As disease originated from bull, it must have been on farm for up to 4 years before diagnosis.
Did you have any clinical cases? If so, can you estimate the number and what symptoms you would have noticed?
Yes, once the bull was diagnosed he was removed from the herd for slaughter and he had been on farm for 4 years. Approximately 2 years after his removal a cow illustrated signs of clinical JD. A rigorous blood testing programme then commenced and this showed that a further 17 cows tested positive for JD. Once a positive test was shown these cows were dried off to ensure no milk entered the bulk tank. Interestingly, for one year, both milk and blood tests were conducted in the same year and very similar results ensued.
When did you first take action to tackle the disease? What measures did you put in place?
Once the first cow tested positive from the faecal examination, all cows were tested for JD. When it was discovered that a significant number were found positive we joined the AHI JD pilot programme. We subsequently implemented all of the risk management procedures that make up the disease management advisory visit (VRAMP)
What testing methods did you use?
Blood and milk tests
Were any other significant animal health problems identified in your herd over the period since you became aware that JD was present?
Tuberculosis also affected the herd during JD prevalence
Can you estimate the economic impact of JD on your farm?
Difficult to put exact estimate on it, but if you consider that over 20 animals had to be slaughtered and replacements had to be purchased to make up the difference, then the costs were considerable. (Unfortunately it was subsequently shown that some of the replacement stock purchased were also JD positive). The manpower involved to ensure that a new born calf is removed from its mother after calving is significant, plus you have to use milk replacer and ensure that calves don’t graze ground where adult cattle have been to eliminate risk.
Are you part of the AHI JD pilot programme? If so, have any changes been implemented to your management practices following the on-farm risk assessment conducted as part of that programme?
Yes, Stopped pooling milk after first cow was diagnosed. Only beestings used is from cows that are JD negative. Key one is removing calf from mother prior to birth to ensure no cross-contamination from mother’s faeces. I have also taken steps to ensure that grazing pasture for calves does not contain any slurry from cow population or any potential JD source.
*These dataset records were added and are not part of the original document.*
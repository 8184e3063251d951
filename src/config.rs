//! Application configuration: TOML file loading, CLI overrides, and defaults.
//!
//! Resolution order (first found wins, values merge/override):
//! 1. CLI flags (`--config`, `--show-hidden`, `--overrides`, etc.)
//! 2. `$FB_TUI_CONFIG` environment variable (path to config file)
//! 3. Project-local `.fb-tui.toml` in the current working directory
//! 4. Global `~/.config/fb-tui/config.toml`
//! 5. Built-in defaults
//!
//! The `[overrides]` table maps path-like keys (absolute or relative) to
//! display names; it feeds the browser's name-override map.

use std::collections::BTreeMap;
use std::path::{Path, PathBuf};

use serde::Deserialize;

// ── Section configs ──────────────────────────────────────────────────────────

/// General application settings.
#[derive(Debug, Clone, Deserialize, Default)]
#[serde(default)]
pub struct GeneralConfig {
    /// Starting directory (overridden by CLI positional arg).
    pub default_path: Option<String>,
    /// Show hidden files by default.
    pub show_hidden: Option<bool>,
    /// Confirm before delete operations.
    pub confirm_delete: Option<bool>,
    /// Enable mouse support.
    pub mouse: Option<bool>,
}

/// Filesystem watcher settings.
#[derive(Debug, Clone, Deserialize, Default)]
#[serde(default)]
pub struct WatcherConfig {
    /// Enable filesystem watcher for auto-refresh.
    pub enabled: Option<bool>,
    /// Debounce interval in milliseconds.
    pub debounce_ms: Option<u64>,
}

/// Color settings for a single theme palette.
#[derive(Debug, Clone, Deserialize, Default)]
#[serde(default)]
pub struct ThemeColorsConfig {
    pub tree_fg: Option<String>,
    pub tree_selected_bg: Option<String>,
    pub tree_selected_fg: Option<String>,
    pub tree_dir_fg: Option<String>,
    pub tree_file_fg: Option<String>,
    pub tree_hidden_fg: Option<String>,
    pub status_bg: Option<String>,
    pub status_fg: Option<String>,
    pub border_fg: Option<String>,
    pub dialog_bg: Option<String>,
    pub dialog_border_fg: Option<String>,
}

/// Theme configuration section.
#[derive(Debug, Clone, Deserialize, Default)]
#[serde(default)]
pub struct ThemeConfig {
    /// Color scheme: "dark", "light", "custom".
    pub scheme: Option<String>,
    /// Custom color overrides.
    pub custom: Option<ThemeColorsConfig>,
}

// ── Top-level config ─────────────────────────────────────────────────────────

/// Top-level application configuration.
///
/// All fields are optional so that partial configs from different sources
/// can be merged together (CLI overrides file, file overrides defaults).
#[derive(Debug, Clone, Deserialize, Default)]
#[serde(default)]
pub struct AppConfig {
    pub general: GeneralConfig,
    pub watcher: WatcherConfig,
    pub theme: ThemeConfig,
    /// Display-name overrides keyed by path.
    pub overrides: Option<BTreeMap<String, String>>,
}

/// Default debounce interval in milliseconds.
pub const DEFAULT_DEBOUNCE_MS: u64 = 300;

// ── Config file locator ──────────────────────────────────────────────────────

/// Return the list of candidate config file paths in priority order.
///
/// Does NOT include the CLI `--config` path — that is handled separately.
fn candidate_paths() -> Vec<PathBuf> {
    let mut paths = Vec::new();

    if let Ok(env_path) = std::env::var("FB_TUI_CONFIG") {
        paths.push(PathBuf::from(env_path));
    }
    if let Ok(cwd) = std::env::current_dir() {
        paths.push(cwd.join(".fb-tui.toml"));
    }
    if let Some(config_dir) = dirs::config_dir() {
        paths.push(config_dir.join("fb-tui").join("config.toml"));
    }

    paths
}

/// Try to read and parse a TOML config file. Returns `None` if the file
/// doesn't exist or can't be parsed (with a warning printed to stderr).
fn load_file(path: &Path) -> Option<AppConfig> {
    let content = std::fs::read_to_string(path).ok()?;
    match toml::from_str::<AppConfig>(&content) {
        Ok(cfg) => Some(cfg),
        Err(e) => {
            eprintln!(
                "Warning: failed to parse config file {}: {}",
                path.display(),
                e
            );
            None
        }
    }
}

// ── Merge logic ──────────────────────────────────────────────────────────────

impl AppConfig {
    /// Merge `other` on top of `self` — `other`'s `Some` values win.
    pub fn merge(self, other: &AppConfig) -> AppConfig {
        AppConfig {
            general: GeneralConfig {
                default_path: other
                    .general
                    .default_path
                    .clone()
                    .or(self.general.default_path),
                show_hidden: other.general.show_hidden.or(self.general.show_hidden),
                confirm_delete: other.general.confirm_delete.or(self.general.confirm_delete),
                mouse: other.general.mouse.or(self.general.mouse),
            },
            watcher: WatcherConfig {
                enabled: other.watcher.enabled.or(self.watcher.enabled),
                debounce_ms: other.watcher.debounce_ms.or(self.watcher.debounce_ms),
            },
            theme: ThemeConfig {
                scheme: other.theme.scheme.clone().or(self.theme.scheme),
                custom: match (&self.theme.custom, &other.theme.custom) {
                    (_, Some(o)) => Some(o.clone()),
                    (Some(s), None) => Some(s.clone()),
                    (None, None) => None,
                },
            },
            overrides: other.overrides.clone().or(self.overrides),
        }
    }

    /// Load the final merged configuration.
    ///
    /// `cli_config_path` is an explicit config file path from `--config`.
    /// `cli_overrides` are partial overrides derived from CLI flags.
    pub fn load(cli_config_path: Option<&Path>, cli_overrides: Option<&AppConfig>) -> AppConfig {
        let mut config = AppConfig::default();

        // Walk candidates in reverse so that highest-priority overwrites.
        for path in candidate_paths().iter().rev() {
            if let Some(file_cfg) = load_file(path) {
                config = config.merge(&file_cfg);
            }
        }

        if let Some(cli_path) = cli_config_path {
            if let Some(file_cfg) = load_file(cli_path) {
                config = config.merge(&file_cfg);
            }
        }

        if let Some(overrides) = cli_overrides {
            config = config.merge(overrides);
        }

        config
    }

    // ── Convenience getters with built-in defaults ──────────────────────────

    /// Whether to show hidden files by default.
    pub fn show_hidden(&self) -> bool {
        self.general.show_hidden.unwrap_or(false)
    }

    /// Whether to confirm before delete.
    pub fn confirm_delete(&self) -> bool {
        self.general.confirm_delete.unwrap_or(true)
    }

    /// Whether mouse support is enabled.
    pub fn mouse_enabled(&self) -> bool {
        self.general.mouse.unwrap_or(true)
    }

    /// Whether the watcher is enabled.
    pub fn watcher_enabled(&self) -> bool {
        self.watcher.enabled.unwrap_or(true)
    }

    /// Watcher debounce interval in milliseconds.
    pub fn debounce_ms(&self) -> u64 {
        self.watcher.debounce_ms.unwrap_or(DEFAULT_DEBOUNCE_MS)
    }

    /// Theme scheme: "dark", "light", or "custom".
    pub fn theme_scheme(&self) -> &str {
        self.theme.scheme.as_deref().unwrap_or("dark")
    }

    /// The name-override table, empty when unset.
    pub fn override_entries(&self) -> Vec<(PathBuf, String)> {
        self.overrides
            .as_ref()
            .map(|map| {
                map.iter()
                    .map(|(k, v)| (PathBuf::from(k), v.clone()))
                    .collect()
            })
            .unwrap_or_default()
    }
}

// ── Tests ────────────────────────────────────────────────────────────────────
What challenges have you experienced trying to control JD?
When first diagnosis was discovered, very little was known about JD and we continued as normal for a number of years. Without the control measures the disease spread and it created significant damage to my herd. The key to controlling JD is risk management, I can’t stress this enough, you have to get the calf away from her mother after calving if you have JD positive cows in your herd.
Can you say if the JD status of your herd has improved since you first began to take action to address the problem?
Absolutely
Have you noticed any changes to the general animal health status of your herd over the same period?
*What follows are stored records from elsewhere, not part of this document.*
/// The kind of dialog being displayed.
#[derive(Debug, Clone, PartialEq, Eq)]
pub enum DialogKind {
    /// Inline rename of an existing entry (also entered right after create).
    Rename { original: PathBuf },
    DeleteConfirm { targets: Vec<PathBuf> },
    Error { message: String },
}

/// Application mode.
#[derive(Debug, Default, Clone, PartialEq, Eq)]
pub enum AppMode {
    #[default]
    Normal,
    Dialog(DialogKind),
}

/// State for a dialog's text input.
///
/// `selection_end` marks a pre-selected prefix `[0..selection_end)`; the
/// first edit replaces it, the way inline rename pre-selects the stem.
#[derive(Debug, Default)]
pub struct DialogState {
    pub input: String,
    pub cursor_position: usize,
    pub selection_end: usize,
}

/// Main application state.
pub struct App {
    pub browser: Browser,
    pub flat: Vec<FlatItem>,
    pub selected_index: usize,
    pub scroll_offset: usize,
    pub show_hidden: bool,
    pub confirm_delete: bool,
    pub multi_selected: HashSet<usize>,
    pub should_quit: bool,
    pub mode: AppMode,
    pub dialog_state: DialogState,
    pub status_message: Option<(String, bool, Instant)>,
    pub watcher_active: bool,
}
The current health status of my herd is very good. I think there is greater emphasis on calf rearing through the risk management programme and this is well worth it, despite the extra labour.
If you hadn’t taken action to tackle the disease when you did, what do you think would be the consequences for your herd now?
If I didn’t take action when I did then the herd would have been depopulated.
Do you think you can completely clear JD from your herd? If so, how long do you think this might take?
Yes, we are 99% of the way there. It’s taken us the guts of 10 years.
Would you encourage other farmers to participate in the AHI JD control programme? (Please explain why/why not)
Yes, I would strongly encourage participation in the AHI JD control programme. Knowing when you have problems means you can deal with them before they become gigantic and possibly too late.
Do you have any advice for your processor or for AHI in relation to encouraging farmers to become actively involved in the AHI JD control programme?
I would encourage farmers to be proactive and don’t ignore symptoms. The follow-up management and risk assessment is critical.